Ce n'est donc pas un hasard si, dans ce contexte, Michel Péricaud (2), passionné par les questions liées à l'environnement, lance en 1971 l'émission intitulée La France défigurée, qui accompagne l'émergence de ce que l'on appelle encore « l'écologisme ».
Le plan Racine, qui a bouleversé la donne sur la façade méditerranéenne, démontre bien, en effet, qu'il faut être prudent en Aquitaine, où les différents schémas d'aménagement dessinés par la DATAR puis la MIACA (3) augurent de mutations profondes. On commence en effet à constater des altérations du milieu en raison de la fréquentation touristique exponentielle et du développement de pratiques incompatibles avec un environnement fragile. Car ici, aux confins des pays de Maremne et de Marensin, les pêcheurs ne sont plus seuls à fréquenter les lieux ; le beau plan d'eau de Soustons est devenu célèbre depuis que l'équipe de France d'aviron y a fait un séjour d'entraînement pour préparer les Jeux Olympiques de Tokyo (1964), grâce aux bonnes relations que le Docteur Barrère, alors maire de la commune, a établies avec le colonel Marceau Crespin (1913-1988), ancien chef de corps de l'EAALAT à Dax, devenu directeur national de l'éducation physique et sportive au ministère de la jeunesse et des sports...
Un centre nautique y est même inauguré en juillet 1971, à la Pointe des Vergnes, par le Premier Ministre Jacques Chaban-Delmas, ardent défenseur de la côte aquitaine.
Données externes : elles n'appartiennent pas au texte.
//! Python bindings over the array-level operations.

use nalgebra::{Point3, Vector3};
use ndarray::{Array1, ArrayView2};
use numpy::{IntoPyArray, PyArray1, PyArray2, PyReadonlyArray1, PyReadonlyArray2};
use pyo3::exceptions::PyValueError;
use pyo3::prelude::*;

use crate::error::RadianceError;
use crate::geometry::{ContextGeometry, Mesh3D};
use crate::intersection::{intersection_matrix, scene_patch_directions, IntersectionMatrix};
use crate::radiation::{patch_values, reduce, RadiationComponent};
use crate::sky_matrix::{SkyMatrix, SkyMatrixConfig, SkyModel};
use crate::weather::{hours_from_signed, HourlyWeather, WeatherSource};

impl From<RadianceError> for PyErr {
    fn from(err: RadianceError) -> Self {
        PyValueError::new_err(err.to_string())
    }
}

/// Sky matrix settings
#[pyclass]
#[derive(Clone)]
pub struct SkyParams {
    #[pyo3(get, set)]
    pub north: f32,
    #[pyo3(get, set)]
    pub high_density: bool,
    #[pyo3(get, set)]
    pub ground_reflectance: f32,
    #[pyo3(get, set)]
    pub isotropic: bool,
}

#[pymethods]
impl SkyParams {
    #[new]
    #[pyo3(signature = (north=0.0, high_density=false, ground_reflectance=0.2, isotropic=false))]
    pub fn new(north: f32, high_density: bool, ground_reflectance: f32, isotropic: bool) -> Self {
        Self {
            north,
            high_density,
            ground_reflectance,
            isotropic,
        }
    }
}

impl SkyParams {
    fn config(&self) -> SkyMatrixConfig {
        SkyMatrixConfig {
            north: self.north,
            high_density: self.high_density,
            ground_reflectance: self.ground_reflectance,
            sky_model: if self.isotropic {
                SkyModel::Isotropic
            } else {
                SkyModel::Perez
            },
        }
    }
}

/// Accumulated sky patch values (kWh/m2)
#[pyclass]
pub struct SkyMatrixResult {
    #[pyo3(get)]
    pub direct: Py<PyArray1<f32>>,
    #[pyo3(get)]
    pub diffuse: Py<PyArray1<f32>>,
    /// Sky and ground values in scene order, ready for `reduce_radiation`.
    #[pyo3(get)]
    pub patch_values: Py<PyArray1<f32>>,
    /// Scene-frame patch directions (sky then ground), one row per patch.
    #[pyo3(get)]
    pub patch_directions: Py<PyArray2<f32>>,
    #[pyo3(get)]
    pub analysis_duration: f32,
    #[pyo3(get)]
    pub metadata: Vec<String>,
}

// ── Array conversions ───────────────────────────────────────────────────────

fn rows3(view: ArrayView2<f32>, what: &'static str) -> PyResult<Vec<[f32; 3]>> {
    if view.ncols() != 3 {
        return Err(PyValueError::new_err(format!(
            "{what} must have shape (n, 3), got (n, {})",
            view.ncols()
        )));
    }
    Ok(view.rows().into_iter().map(|r| [r[0], r[1], r[2]]).collect())
}

fn to_points(view: ArrayView2<f32>, what: &'static str) -> PyResult<Vec<Point3<f32>>> {
    Ok(rows3(view, what)?.into_iter().map(Point3::from).collect())
}

fn to_vectors(view: ArrayView2<f32>, what: &'static str) -> PyResult<Vec<Vector3<f32>>> {
    Ok(rows3(view, what)?.into_iter().map(Vector3::from).collect())
}

fn to_context(
    vertices: Option<PyReadonlyArray2<f32>>,
    faces: Option<PyReadonlyArray2<i64>>,
) -> PyResult<ContextGeometry> {
    let (vertices, faces) = match (vertices, faces) {
        (Some(v), Some(f)) => (v, f),
        (None, None) => return Ok(ContextGeometry::empty()),
        _ => {
            return Err(PyValueError::new_err(
                "context_vertices and context_faces must be provided together",
            ))
        }
    };
    let vertices = to_points(vertices.as_array(), "context_vertices")?;
    let faces = faces
        .as_array()
        .rows()
        .into_iter()
        .map(|row| {
            row.iter()
                .map(|&i| {
                    usize::try_from(i).map_err(|_| {
                        PyValueError::new_err(format!("negative vertex index {i} in context_faces"))
                    })
                })
                .collect::<PyResult<Vec<usize>>>()
        })
        .collect::<PyResult<Vec<_>>>()?;
    let mesh = Mesh3D::new(vertices, faces)?;
    Ok(ContextGeometry::from_meshes(&[mesh]))
}

// ── Functions ───────────────────────────────────────────────────────────────

#[pyfunction]
#[pyo3(signature = (direct_normal, diffuse_horizontal, sun_vectors, params, hours=None, timestep=1, location=None, dry_bulb=None, balance_temperature=None, balance_offset=2.0))]
/// Build a sky matrix from hourly weather arrays.
///
/// `sun_vectors` holds one row per record pointing towards the sun; rows
/// with a non-positive or non-finite z component are treated as night.
/// When `balance_temperature` is given the result holds the benefit
/// difference (heating-season minus cooling-season radiation) and
/// `dry_bulb` is required.
pub fn sky_matrix(
    py: Python,
    direct_normal: PyReadonlyArray1<f32>,
    diffuse_horizontal: PyReadonlyArray1<f32>,
    sun_vectors: PyReadonlyArray2<f32>,
    params: &SkyParams,
    hours: Option<Vec<i64>>,
    timestep: u32,
    location: Option<String>,
    dry_bulb: Option<PyReadonlyArray1<f32>>,
    balance_temperature: Option<f32>,
    balance_offset: f32,
) -> PyResult<Py<SkyMatrixResult>> {
    let suns = to_vectors(sun_vectors.as_array(), "sun_vectors")?
        .into_iter()
        .map(|s| (s.z > 0.0 && s.iter().all(|c| c.is_finite())).then_some(s))
        .collect();
    let mut weather = HourlyWeather::new(
        location.unwrap_or_else(|| "-".to_string()),
        direct_normal.as_array().to_vec(),
        diffuse_horizontal.as_array().to_vec(),
        suns,
    )?
    .with_timestep(timestep)?;
    if let Some(dry_bulb) = dry_bulb {
        weather = weather.with_dry_bulb(dry_bulb.as_array().to_vec())?;
    }
    let hours = hours
        .map(|h| hours_from_signed(&h, weather.hour_count()))
        .transpose()?;
    let config = params.config();

    let sky = py.allow_threads(|| match balance_temperature {
        Some(balance) => SkyMatrix::from_source_benefit(
            &weather,
            balance,
            balance_offset,
            hours.as_deref(),
            config,
        ),
        None => SkyMatrix::from_source(&weather, hours.as_deref(), config),
    })?;

    let (direct, diffuse) = crate::radiation::sky_components(&sky);
    let directions = scene_patch_directions(sky.scheme(), sky.north());
    let flat: Vec<f32> = directions.iter().flat_map(|d| [d.x, d.y, d.z]).collect();
    let patch_directions = ndarray::Array2::from_shape_vec((directions.len(), 3), flat)
        .map_err(|e| PyValueError::new_err(e.to_string()))?;
    Py::new(
        py,
        SkyMatrixResult {
            direct: direct.clone().into_pyarray(py).unbind(),
            diffuse: diffuse.clone().into_pyarray(py).unbind(),
            patch_values: patch_values(&sky, RadiationComponent::Total)
                .into_pyarray(py)
                .unbind(),
            patch_directions: patch_directions.into_pyarray(py).unbind(),
            analysis_duration: sky.analysis_duration(),
            metadata: sky.metadata(),
        },
    )
}

#[pyfunction]
#[pyo3(signature = (points, normals, directions, context_vertices=None, context_faces=None, offset_distance=0.0, numericalize=true))]
/// Visibility of every direction from every study point.
///
/// Returns an (n_points, n_directions) array of cosine weights, or of
/// 0/1 when `numericalize` is false.
pub fn calculate_intersection_matrix(
    py: Python,
    points: PyReadonlyArray2<f32>,
    normals: PyReadonlyArray2<f32>,
    directions: PyReadonlyArray2<f32>,
    context_vertices: Option<PyReadonlyArray2<f32>>,
    context_faces: Option<PyReadonlyArray2<i64>>,
    offset_distance: f32,
    numericalize: bool,
) -> PyResult<Py<PyArray2<f32>>> {
    let points = to_points(points.as_array(), "points")?;
    let normals = to_vectors(normals.as_array(), "normals")?;
    let directions = to_vectors(directions.as_array(), "directions")?;
    let context = to_context(context_vertices, context_faces)?;
    let matrix = py.allow_threads(|| {
        intersection_matrix(
            &points,
            &normals,
            &directions,
            &context,
            offset_distance,
            numericalize,
        )
    })?;
    Ok(matrix.to_weights().into_pyarray(py).unbind())
}

#[pyfunction]
/// Per-point radiation from a weighted intersection matrix and patch values.
pub fn reduce_radiation(
    py: Python,
    matrix: PyReadonlyArray2<f32>,
    values: PyReadonlyArray1<f32>,
) -> PyResult<Py<PyArray1<f32>>> {
    let matrix = IntersectionMatrix::Weighted(matrix.as_array().to_owned());
    let values: Array1<f32> = values.as_array().to_owned();
    let result = py.allow_threads(|| reduce(&matrix, &values))?;
    Ok(result.into_pyarray(py).unbind())
}

#[pyfunction]
#[pyo3(signature = (points, normals, sun_vectors, context_vertices=None, context_faces=None, offset_distance=0.0, timestep=1))]
/// Hours of direct sun at every study point.
pub fn direct_sun_hours(
    py: Python,
    points: PyReadonlyArray2<f32>,
    normals: PyReadonlyArray2<f32>,
    sun_vectors: PyReadonlyArray2<f32>,
    context_vertices: Option<PyReadonlyArray2<f32>>,
    context_faces: Option<PyReadonlyArray2<i64>>,
    offset_distance: f32,
    timestep: u32,
) -> PyResult<Py<PyArray1<f32>>> {
    if timestep == 0 {
        return Err(PyValueError::new_err(
            "timestep must be at least one record per hour",
        ));
    }
    let points = to_points(points.as_array(), "points")?;
    let normals = to_vectors(normals.as_array(), "normals")?;
    let suns = to_vectors(sun_vectors.as_array(), "sun_vectors")?;
    let context = to_context(context_vertices, context_faces)?;
    let matrix = py.allow_threads(|| {
        intersection_matrix(&points, &normals, &suns, &context, offset_distance, false)
    })?;
    let step = timestep as f32;
    let hours = matrix.visible_counts().mapv(|count| count as f32 / step);
    Ok(hours.into_pyarray(py).unbind())
}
L'établissement reçoit au fil des ans de nombreux stagiaires de toutes les disciplines (aviron, voile, canoë, rugby, foot, biathlon...). Autant dire qu'il faut veiller au maintien des conditions d'accueil sur ce site de nature fragile, soumis aux aléas d'un écosystème compliqué (4).
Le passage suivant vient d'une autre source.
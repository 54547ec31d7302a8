//! Face-vertex meshes and the ray-occlusion context.
//!
//! [`Mesh3D`] carries study surfaces and context geometry; [`ContextGeometry`]
//! flattens any number of meshes into a triangle soup with one bounding box
//! and answers the occlusion queries made while building intersection
//! matrices.

use nalgebra::{Point3, Rotation3, Vector3};

use crate::error::{RadianceError, Result};

/// Ray hits closer than this to the origin are ignored.
const RAY_EPSILON: f32 = 1e-5;

/// Rotate vectors counterclockwise about +Z by `angle_deg`.
pub fn rotate_xy(vectors: &[Vector3<f32>], angle_deg: f32) -> Vec<Vector3<f32>> {
    if angle_deg == 0.0 {
        return vectors.to_vec();
    }
    let rotation = Rotation3::from_axis_angle(&Vector3::z_axis(), angle_deg.to_radians());
    vectors.iter().map(|v| rotation * v).collect()
}

// ── Mesh ────────────────────────────────────────────────────────────────────

/// Polygon mesh with triangle or quad faces (any convex polygon is accepted).
#[derive(Debug, Clone, PartialEq)]
pub struct Mesh3D {
    vertices: Vec<Point3<f32>>,
    faces: Vec<Vec<usize>>,
}

impl Mesh3D {
    /// Build a mesh, rejecting faces with fewer than three vertices,
    /// out-of-range indices and non-finite coordinates.
    pub fn new(vertices: Vec<Point3<f32>>, faces: Vec<Vec<usize>>) -> Result<Self> {
        if let Some(v) = vertices.iter().find(|v| !v.coords.iter().all(|c| c.is_finite())) {
            return Err(RadianceError::Geometry(format!(
                "vertex ({}, {}, {}) is not finite",
                v.x, v.y, v.z
            )));
        }
        for (i, face) in faces.iter().enumerate() {
            if face.len() < 3 {
                return Err(RadianceError::Geometry(format!(
                    "face {i} has {} vertices; at least 3 are required",
                    face.len()
                )));
            }
            if let Some(&bad) = face.iter().find(|&&idx| idx >= vertices.len()) {
                return Err(RadianceError::Geometry(format!(
                    "face {i} references vertex {bad} but the mesh has {}",
                    vertices.len()
                )));
            }
        }
        Ok(Self { vertices, faces })
    }

    /// Flat grid of `x_count × y_count` quads in the XY plane starting at
    /// `base`, with normals pointing up (+Z).
    pub fn from_grid(
        base: Point3<f32>,
        x_count: usize,
        y_count: usize,
        x_dim: f32,
        y_dim: f32,
    ) -> Result<Self> {
        if x_count == 0 || y_count == 0 || x_dim <= 0.0 || y_dim <= 0.0 {
            return Err(RadianceError::Geometry(
                "grid needs at least one cell of positive size".into(),
            ));
        }
        let mut vertices = Vec::with_capacity((x_count + 1) * (y_count + 1));
        for j in 0..=y_count {
            for i in 0..=x_count {
                vertices.push(Point3::new(
                    base.x + i as f32 * x_dim,
                    base.y + j as f32 * y_dim,
                    base.z,
                ));
            }
        }
        let row = x_count + 1;
        let mut faces = Vec::with_capacity(x_count * y_count);
        for j in 0..y_count {
            for i in 0..x_count {
                let a = j * row + i;
                faces.push(vec![a, a + 1, a + 1 + row, a + row]);
            }
        }
        Self::new(vertices, faces)
    }

    /// One quad per polyline segment, swept along `extrusion`.
    pub fn from_extrusion(polyline: &[Point3<f32>], extrusion: Vector3<f32>) -> Result<Self> {
        if polyline.len() < 2 {
            return Err(RadianceError::Geometry(
                "extrusion needs a polyline with at least two points".into(),
            ));
        }
        let n = polyline.len();
        let vertices: Vec<Point3<f32>> = polyline
            .iter()
            .copied()
            .chain(polyline.iter().map(|p| p + extrusion))
            .collect();
        let faces = (0..n - 1).map(|i| vec![i, i + 1, n + i + 1, n + i]).collect();
        Self::new(vertices, faces)
    }

    pub fn vertices(&self) -> &[Point3<f32>] {
        &self.vertices
    }

    pub fn faces(&self) -> &[Vec<usize>] {
        &self.faces
    }

    pub fn face_count(&self) -> usize {
        self.faces.len()
    }

    pub fn vertex_count(&self) -> usize {
        self.vertices.len()
    }

    /// Area-weighted Newell vector of a face: its direction is the face
    /// normal and its length twice the face area.
    fn newell(&self, face: &[usize]) -> Vector3<f32> {
        let mut n = Vector3::zeros();
        for (k, &i) in face.iter().enumerate() {
            let a = &self.vertices[i];
            let b = &self.vertices[face[(k + 1) % face.len()]];
            n.x += (a.y - b.y) * (a.z + b.z);
            n.y += (a.z - b.z) * (a.x + b.x);
            n.z += (a.x - b.x) * (a.y + b.y);
        }
        n
    }

    /// Vertex average of every face.
    pub fn face_centers(&self) -> Vec<Point3<f32>> {
        self.faces
            .iter()
            .map(|face| {
                let sum = face
                    .iter()
                    .fold(Vector3::zeros(), |acc, &i| acc + self.vertices[i].coords);
                Point3::from(sum / face.len() as f32)
            })
            .collect()
    }

    /// Unit normal of every face (zero for degenerate faces).
    pub fn face_normals(&self) -> Vec<Vector3<f32>> {
        self.faces
            .iter()
            .map(|face| {
                let n = self.newell(face);
                n.try_normalize(f32::EPSILON).unwrap_or_else(Vector3::zeros)
            })
            .collect()
    }

    pub fn face_areas(&self) -> Vec<f32> {
        self.faces.iter().map(|face| self.newell(face).norm() / 2.0).collect()
    }

    /// Area-weighted average of the adjacent face normals.
    pub fn vertex_normals(&self) -> Vec<Vector3<f32>> {
        let mut normals = vec![Vector3::zeros(); self.vertices.len()];
        for face in &self.faces {
            let n = self.newell(face);
            for &i in face {
                normals[i] += n;
            }
        }
        normals
            .into_iter()
            .map(|n| n.try_normalize(f32::EPSILON).unwrap_or_else(Vector3::zeros))
            .collect()
    }

    /// Each face's area shared equally between its vertices.
    pub fn vertex_areas(&self) -> Vec<f32> {
        let mut areas = vec![0.0; self.vertices.len()];
        for (face, area) in self.faces.iter().zip(self.face_areas()) {
            let share = area / face.len() as f32;
            for &i in face {
                areas[i] += share;
            }
        }
        areas
    }

    // ── Transforms ──────────────────────────────────────────────────────────

    /// Counterclockwise rotation about the vertical axis through `origin`.
    pub fn rotate_xy(&self, angle_deg: f32, origin: Point3<f32>) -> Self {
        let rotation = Rotation3::from_axis_angle(&Vector3::z_axis(), angle_deg.to_radians());
        self.map_vertices(|p| origin + rotation * (p - origin))
    }

    pub fn scale(&self, factor: f32, origin: Point3<f32>) -> Self {
        self.map_vertices(|p| origin + (p - origin) * factor)
    }

    pub fn translate(&self, offset: Vector3<f32>) -> Self {
        self.map_vertices(|p| p + offset)
    }

    fn map_vertices(&self, f: impl Fn(&Point3<f32>) -> Point3<f32>) -> Self {
        Self {
            vertices: self.vertices.iter().map(f).collect(),
            faces: self.faces.clone(),
        }
    }

    /// Lower corner of the bounding box (origin for an empty mesh).
    pub fn min(&self) -> Point3<f32> {
        self.vertices
            .iter()
            .copied()
            .reduce(|a, b| a.inf(&b))
            .unwrap_or_else(Point3::origin)
    }

    /// Upper corner of the bounding box (origin for an empty mesh).
    pub fn max(&self) -> Point3<f32> {
        self.vertices
            .iter()
            .copied()
            .reduce(|a, b| a.sup(&b))
            .unwrap_or_else(Point3::origin)
    }
}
À l'heure où l'on parle de plus en plus de décentralisation et où des programmes régionaux sont mis en œuvre pour développer le tourisme, la MIACA, dont la politique est validée par des directives d'État, permet, dans un programme cohérent, de valoriser le littoral tout en le préservant des désordres irréversibles qui touchent déjà d'autres littoraux français. D'ailleurs, dans les brèves allocutions de la journée du 12 juillet 1971 où il inaugure, en quelques heures, le premier tronçon du canal transaquitain, le doublement de la nationale 10 et le centre nautique de Soustons, Jacques Chaban-Delmas ne dit pas autre chose : il faut certes augmenter la quantité et la durée de la fréquentation touristique, améliorer les équipements mais veiller aussi à maintenir un équilibre écologique et humain sur le territoire ; valoriser ce triptyque lacs-océan-forêt « unique au monde » en alternant zones aménagées et secteurs d'équilibre naturel.
On comprend pourquoi, dans l'opération de maintenance des étangs de Léon et de Soustons, les roseaux sont arrachés à la main et les nénuphars (platuishas en gascon), autochtones mais invasifs, sont en partie épargnés pour leur valeur esthétique.
(1) Jacques Ellul (1912-1994) est un philosophe bordelais, professeur d'histoire du droit, sociologue et théologien protestant, auteur d'une soixantaine d'ouvrages. Surtout connu comme penseur de la technique et de l'aliénation au XXe siècle. Sa prise de conscience « écologiste » est antérieure à son engagement militant au sein du Comité de Défense de la Côte Aquitaine, - présidé par son ami Bernard Charbonneau de 1973 à 1977 et par lui-même de 1977 à 1979 - destiné à contrer l'action de la MIACA. et de son président Emile Biasini.
(2) Michel Péricaud (1929-1999) est un homme politique français, ancien journaliste, directeur de l'ORTF de 1975 à 1977.
(3) Mission Interministérielle d'Aménagement de la Côte Aquitaine, créée en 1969 et dirigée par Philippe Saint-Marc puis Émile Biasini.
(4) Fénié (Jean-Jacques) et Taillentou (Jean-Jacques), Lacs, étangs et courants du littoral aquitain, éditions Confluences, Bordeaux, 2006.